One side contained the office and the other was the actual commcen, where there was a window used for HQ personnel to pass messages for the operator to process. This message window had a canvas cover to protect the couriers from the weather while delivering or picking up messages.

This cover was somewhat crude, unstable, cumbersome and leaked when raining. After scrounging for proper material, I built a wooden cover which replaced the canvas one. I was rather proud of the shelter and suggested that a good coat of paint would put a nice finishing touch to it. One of our detachment members, Andreas, was quite resourceful and offered to complete the job.

While on a midnight shift and the COMMCEN was rather quiet, Andreas did the painting. We had a look at it in the morning and admired the job, but Andreas announced that it was not done as the shelter only had one coat of white paint and that he would finish it at his earliest opportunity. I then glanced around the equipment tent and noticed red and yellow paint, so I asked him what it was for. He said not to worry about it and I left it at that.

A short time passed and we were busy with other things, so no other mention of the paint job was made. But, while I worked a midnight shift, I could hear footsteps approaching the commcen message window and opened it. There stood a French peacekeeper trying to peer inside with an inquisitive look on his face. When I asked if I could help him, he looked at me with a puzzled look and said: "No, I'm sorry, I thought this was MacDonald's.", then left muttering something under his breath. I scratched my head, grinned, then thought that perhaps the wooden cutout of Ronald MacDonald that we had nailed high on a tree as a joke weeks before had confused him.

But, the next morning, just before coming off shift, I did a routine walk around the commcen and stopped dead in my tracks. What I was looking at was the message window shelter painted red and decorated with the "golden arches" of MacDonald's. I just stood there and laughed. By the way, the big "M" above the doorway had the small letters "e-s-s-a-g-e-s" added to it.

The Naked Truth

Submitted by: Christopher Saunders

While in Cyprus with 2RCR in '91, I was stationed with Rural Coy. One of our duties was to man the observation post where we had to salute all approaching vehicles. After a couple of months on the line, we all had become quite bored and started to play pranks on each other.

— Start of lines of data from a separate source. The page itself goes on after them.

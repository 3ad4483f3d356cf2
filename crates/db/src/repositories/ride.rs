//! Ride repository: find-or-create rides and execute settlements.
//!
//! Settlement for a ride id is serialized by locking the ride row; the
//! rider and driver wallet rows are locked next so every ledger effect of
//! the plan commits atomically. The draft → paid transition is terminal.

use chrono::Utc;
use rust_decimal::Decimal;
use sea_orm::{
    ActiveModelTrait, ColumnTrait, ConnectionTrait, DatabaseConnection, DbErr, EntityTrait,
    QueryFilter, QuerySelect, Set, TransactionTrait,
};
use tracing::info;
use uuid::Uuid;

use farebox_core::documents::TransferSpec;
use farebox_core::settlement::{
    Party, Penalty, PaymentMode, SettlementCase, SettlementPlan, SettlementStep, WalletDeltas,
    aggregate,
};
use farebox_core::wallet::{
    DepositRequest, DocumentRef, EntryStatus as CoreEntryStatus, WithdrawRequest,
    ensure_balance_covers,
};
use farebox_shared::AppError;
use farebox_shared::types::{ContactId, DocumentId, RequestContext};

use super::company::{CompanyError, CompanyRepository};
use super::document::{DocumentError, DocumentRepository};
use super::wallet::{WalletError, WalletRepository};
use crate::entities::{
    companies, contacts, rides,
    sea_orm_active_enums::RideState,
    wallets,
};

/// Error types for ride settlement.
#[derive(Debug, thiserror::Error)]
pub enum RideError {
    /// Rider contact not found in this company.
    #[error("Rider not found")]
    RiderNotFound,

    /// Driver contact not found in this company.
    #[error("Driver not found")]
    DriverNotFound,

    /// Rider has no wallet.
    #[error("Wallet not found for rider")]
    RiderWalletNotFound,

    /// Driver has no wallet.
    #[error("Wallet not found for driver")]
    DriverWalletNotFound,

    /// Settlement is terminal; the ride was already paid.
    #[error("Ride already paid")]
    AlreadyPaid,

    /// The rider's posted balance does not cover the wallet portion.
    #[error("Insufficient wallet balance")]
    InsufficientBalance,

    /// Invalid transfer spec (non-positive wallet amount).
    #[error("{0}")]
    InvalidTransfer(String),

    /// Wallet operation error.
    #[error(transparent)]
    Wallet(#[from] WalletError),

    /// Document factory error.
    #[error(transparent)]
    Document(#[from] DocumentError),

    /// Company lookup error.
    #[error(transparent)]
    Company(#[from] CompanyError),

    /// Database error.
    #[error("Database error: {0}")]
    Database(#[from] DbErr),
}

impl From<RideError> for AppError {
    fn from(e: RideError) -> Self {
        match e {
            RideError::RiderNotFound
            | RideError::DriverNotFound
            | RideError::RiderWalletNotFound
            | RideError::DriverWalletNotFound => Self::NotFound(e.to_string()),
            RideError::AlreadyPaid => Self::Conflict(e.to_string()),
            RideError::InsufficientBalance => Self::InsufficientBalance,
            RideError::InvalidTransfer(m) => Self::Internal(m),
            RideError::Wallet(e) => e.into(),
            RideError::Document(e) => e.into(),
            RideError::Company(e) => e.into(),
            RideError::Database(e) => Self::Database(e.to_string()),
        }
    }
}

/// Input for settling one ride.
#[derive(Debug, Clone)]
pub struct SettleRideInput {
    /// External ride id; unique per company.
    pub external_id: String,
    /// Rider contact id.
    pub rider_id: Uuid,
    /// Driver contact id.
    pub driver_id: Uuid,
    /// Fare amount.
    pub fare_amount: Decimal,
    /// Wallet portion of the fare.
    pub wallet_paid: Decimal,
    /// Cash handed to the driver.
    pub cash_paid: Decimal,
    /// Platform commission.
    pub commission_amount: Decimal,
    /// Raw penalty items.
    pub penalties: Vec<Penalty>,
    /// Payment mode.
    pub mode: PaymentMode,
}

/// Result of a settlement.
#[derive(Debug, Clone)]
pub struct SettlementOutcome {
    /// External ride id.
    pub ride_id: String,
    /// Case tag.
    pub case: SettlementCase,
    /// Reported net wallet deltas.
    pub deltas: WalletDeltas,
    /// Commission amount charged.
    pub commission_amount: Decimal,
    /// Whether a commission amount was invoiced.
    pub commission_invoiced: bool,
    /// Whether any penalty was applied.
    pub penalties_applied: bool,
}

/// Ride repository.
#[derive(Debug, Clone)]
pub struct RideRepository {
    db: DatabaseConnection,
}

struct SettlementParties<'a> {
    company: &'a companies::Model,
    rider: &'a contacts::Model,
    driver: &'a contacts::Model,
    rider_wallet: &'a wallets::Model,
    driver_wallet: &'a wallets::Model,
}

impl SettlementParties<'_> {
    fn wallet_of(&self, party: Party) -> Uuid {
        match party {
            Party::Rider => self.rider_wallet.id,
            Party::Driver => self.driver_wallet.id,
        }
    }

    fn contact_of(&self, party: Party) -> ContactId {
        match party {
            Party::Rider => ContactId::from_uuid(self.rider.id),
            Party::Driver => ContactId::from_uuid(self.driver.id),
        }
    }
}

impl RideRepository {
    /// Creates a new ride repository.
    #[must_use]
    pub const fn new(db: DatabaseConnection) -> Self {
        Self { db }
    }

    /// Settles a ride: finds or creates it, executes the mode's plan, and
    /// marks it paid. Re-settlement of a paid ride is rejected.
    pub async fn settle(
        &self,
        ctx: &RequestContext,
        input: SettleRideInput,
    ) -> Result<SettlementOutcome, RideError> {
        let txn = self.db.begin().await?;
        let company = CompanyRepository::load_in(&txn, ctx.company_id.into_inner()).await?;

        let rider = Self::find_contact_in(&txn, &company, input.rider_id)
            .await?
            .ok_or(RideError::RiderNotFound)?;
        let driver = Self::find_contact_in(&txn, &company, input.driver_id)
            .await?
            .ok_or(RideError::DriverNotFound)?;

        // Lock ordering: ride row first, then rider wallet, then driver
        // wallet.
        let ride = Self::find_or_create_ride_in(&txn, &company, &input, &rider, &driver).await?;
        if ride.state == RideState::Paid {
            return Err(RideError::AlreadyPaid);
        }

        let rider_wallet = WalletRepository::lock_wallet_by_contact_in(&txn, rider.id)
            .await
            .map_err(|e| match e {
                WalletError::NotFound => RideError::RiderWalletNotFound,
                other => RideError::Wallet(other),
            })?;
        let driver_wallet = WalletRepository::lock_wallet_by_contact_in(&txn, driver.id)
            .await
            .map_err(|e| match e {
                WalletError::NotFound => RideError::DriverWalletNotFound,
                other => RideError::Wallet(other),
            })?;

        let facts = farebox_core::settlement::RideFacts {
            ride_ref: input.external_id.clone(),
            fare_amount: input.fare_amount,
            wallet_paid: input.wallet_paid,
            cash_paid: input.cash_paid,
            commission_amount: input.commission_amount,
            mode: input.mode,
            penalties: aggregate(&input.penalties),
        };
        let plan = SettlementPlan::for_ride(&facts);

        let parties = SettlementParties {
            company: &company,
            rider: &rider,
            driver: &driver,
            rider_wallet: &rider_wallet,
            driver_wallet: &driver_wallet,
        };

        // Guarded legs are checked before any document exists so an
        // insufficient balance leaves zero side effects.
        Self::check_guarded_steps(&txn, &plan, &parties).await?;

        for step in &plan.steps {
            Self::execute_step_in(&txn, &parties, &input.external_id, step).await?;
        }

        let mut active: rides::ActiveModel = ride.into();
        active.fare_amount = Set(input.fare_amount);
        active.wallet_paid = Set(input.wallet_paid);
        active.cash_paid = Set(input.cash_paid);
        active.commission_amount = Set(input.commission_amount);
        active.payment_mode = Set(Some(input.mode.into()));
        active.state = Set(RideState::Paid);
        active.paid_at = Set(Some(Utc::now().into()));
        active.update(&txn).await?;

        txn.commit().await?;
        info!(
            ride_id = %input.external_id,
            case = %plan.case,
            rider_delta = %plan.deltas.rider,
            driver_delta = %plan.deltas.driver,
            "Ride settled"
        );

        Ok(SettlementOutcome {
            ride_id: input.external_id,
            case: plan.case,
            deltas: plan.deltas,
            commission_amount: input.commission_amount,
            commission_invoiced: plan.commission_invoiced,
            penalties_applied: plan.penalties_applied,
        })
    }

    async fn check_guarded_steps<C: ConnectionTrait>(
        conn: &C,
        plan: &SettlementPlan,
        parties: &SettlementParties<'_>,
    ) -> Result<(), RideError> {
        let mut guarded_rider = Decimal::ZERO;
        let mut guarded_driver = Decimal::ZERO;
        for step in &plan.steps {
            let leg = match step {
                SettlementStep::Withdraw(w) if w.guard_balance => Some(w),
                SettlementStep::WalletTransfer { rider_leg, .. } if rider_leg.guard_balance => {
                    Some(rider_leg)
                }
                _ => None,
            };
            if let Some(leg) = leg {
                match leg.party {
                    Party::Rider => guarded_rider += leg.amount,
                    Party::Driver => guarded_driver += leg.amount,
                }
            }
        }

        if guarded_rider > Decimal::ZERO {
            let balance =
                WalletRepository::posted_balance_in(conn, parties.rider_wallet.id).await?;
            ensure_balance_covers(balance, guarded_rider)
                .map_err(|_| RideError::InsufficientBalance)?;
        }
        if guarded_driver > Decimal::ZERO {
            let balance =
                WalletRepository::posted_balance_in(conn, parties.driver_wallet.id).await?;
            ensure_balance_covers(balance, guarded_driver)
                .map_err(|_| RideError::InsufficientBalance)?;
        }
        Ok(())
    }

    async fn execute_step_in<C: ConnectionTrait>(
        conn: &C,
        parties: &SettlementParties<'_>,
        ride_ref: &str,
        step: &SettlementStep,
    ) -> Result<(), RideError> {
        match step {
            SettlementStep::Withdraw(w) => {
                let request = WithdrawRequest {
                    amount: w.amount,
                    commission_amount: w.commission_amount,
                    fine_amount: w.fine_amount,
                    description: w.description.clone(),
                    status: CoreEntryStatus::Posted,
                    payer: parties.contact_of(w.party),
                    create_invoice: w.with_invoice,
                    fallback_document: DocumentRef::Contact(parties.contact_of(w.party)),
                };
                WalletRepository::withdraw_in(
                    conn,
                    parties.company,
                    parties.wallet_of(w.party),
                    &request,
                    false,
                )
                .await?;
            }
            SettlementStep::Deposit(d) => {
                let request = DepositRequest::direct(
                    d.amount,
                    d.description.clone(),
                    parties.contact_of(d.party),
                    d.with_payment,
                );
                WalletRepository::deposit_in(
                    conn,
                    parties.company,
                    parties.wallet_of(d.party),
                    &request,
                )
                .await?;
            }
            SettlementStep::WalletTransfer {
                amount,
                rider_leg,
                driver_leg,
            } => {
                let spec = TransferSpec::new(
                    parties.contact_of(Party::Rider),
                    parties.contact_of(Party::Driver),
                    *amount,
                    format!("Ride {ride_ref} wallet transfer"),
                )
                .map_err(|e| RideError::InvalidTransfer(e.to_string()))?;
                let transfer =
                    DocumentRepository::create_transfer_entry_in(conn, parties.company, &spec)
                        .await?;
                let transfer_ref =
                    DocumentRef::TransferEntry(DocumentId::from_uuid(transfer.id));

                let withdraw = WithdrawRequest {
                    amount: rider_leg.amount,
                    commission_amount: rider_leg.commission_amount,
                    fine_amount: rider_leg.fine_amount,
                    description: rider_leg.description.clone(),
                    status: CoreEntryStatus::Posted,
                    payer: parties.contact_of(Party::Rider),
                    create_invoice: false,
                    fallback_document: transfer_ref,
                };
                WalletRepository::withdraw_in(
                    conn,
                    parties.company,
                    parties.wallet_of(Party::Rider),
                    &withdraw,
                    false,
                )
                .await?;

                let deposit = DepositRequest {
                    amount: driver_leg.amount,
                    description: driver_leg.description.clone(),
                    status: CoreEntryStatus::Posted,
                    payer: parties.contact_of(Party::Driver),
                    create_payment: false,
                    fallback_document: transfer_ref,
                    deposit_method: farebox_core::wallet::DepositMethod::Direct,
                    reference: None,
                    bank: None,
                    account_number: None,
                };
                WalletRepository::deposit_in(
                    conn,
                    parties.company,
                    parties.wallet_of(Party::Driver),
                    &deposit,
                )
                .await?;
            }
        }
        Ok(())
    }

    async fn find_contact_in<C: ConnectionTrait>(
        conn: &C,
        company: &companies::Model,
        contact_id: Uuid,
    ) -> Result<Option<contacts::Model>, DbErr> {
        Ok(contacts::Entity::find_by_id(contact_id)
            .one(conn)
            .await?
            .filter(|c| c.company_id == company.id))
    }

    async fn find_or_create_ride_in<C: ConnectionTrait>(
        conn: &C,
        company: &companies::Model,
        input: &SettleRideInput,
        rider: &contacts::Model,
        driver: &contacts::Model,
    ) -> Result<rides::Model, RideError> {
        let existing = rides::Entity::find()
            .filter(rides::Column::CompanyId.eq(company.id))
            .filter(rides::Column::ExternalId.eq(input.external_id.clone()))
            .lock_exclusive()
            .one(conn)
            .await?;
        if let Some(ride) = existing {
            return Ok(ride);
        }

        let ride = rides::ActiveModel {
            id: Set(Uuid::now_v7()),
            company_id: Set(company.id),
            external_id: Set(input.external_id.clone()),
            rider_id: Set(rider.id),
            driver_id: Set(driver.id),
            fare_amount: Set(input.fare_amount),
            wallet_paid: Set(input.wallet_paid),
            cash_paid: Set(input.cash_paid),
            commission_amount: Set(input.commission_amount),
            payment_mode: Set(None),
            state: Set(RideState::Draft),
            paid_at: Set(None),
            created_at: Set(Utc::now().into()),
        }
        .insert(conn)
        .await?;
        Ok(ride)
    }
}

One night, over a couple of pints, my friend Matt said to our Warrant Officer, " The next time you drive up to our O.P., I'm going to step out and salute you with nothing on but my U.N. ball cap, a big smile and my rifle." Our W.O. dismissed this with the usual "Yeah, what ever".

Two days later, I was tasked to drive the W.O. into town for something and, as we approached our O.P., out comes Matt with nothing but his ball cap, rifle and a big smile. It was one of the funniest things that had happened during our whole tour. Unfortunately for Matt, the W.O. did not share my sense of humour. Matt spent many extra shifts on the O.P. after his brazen display.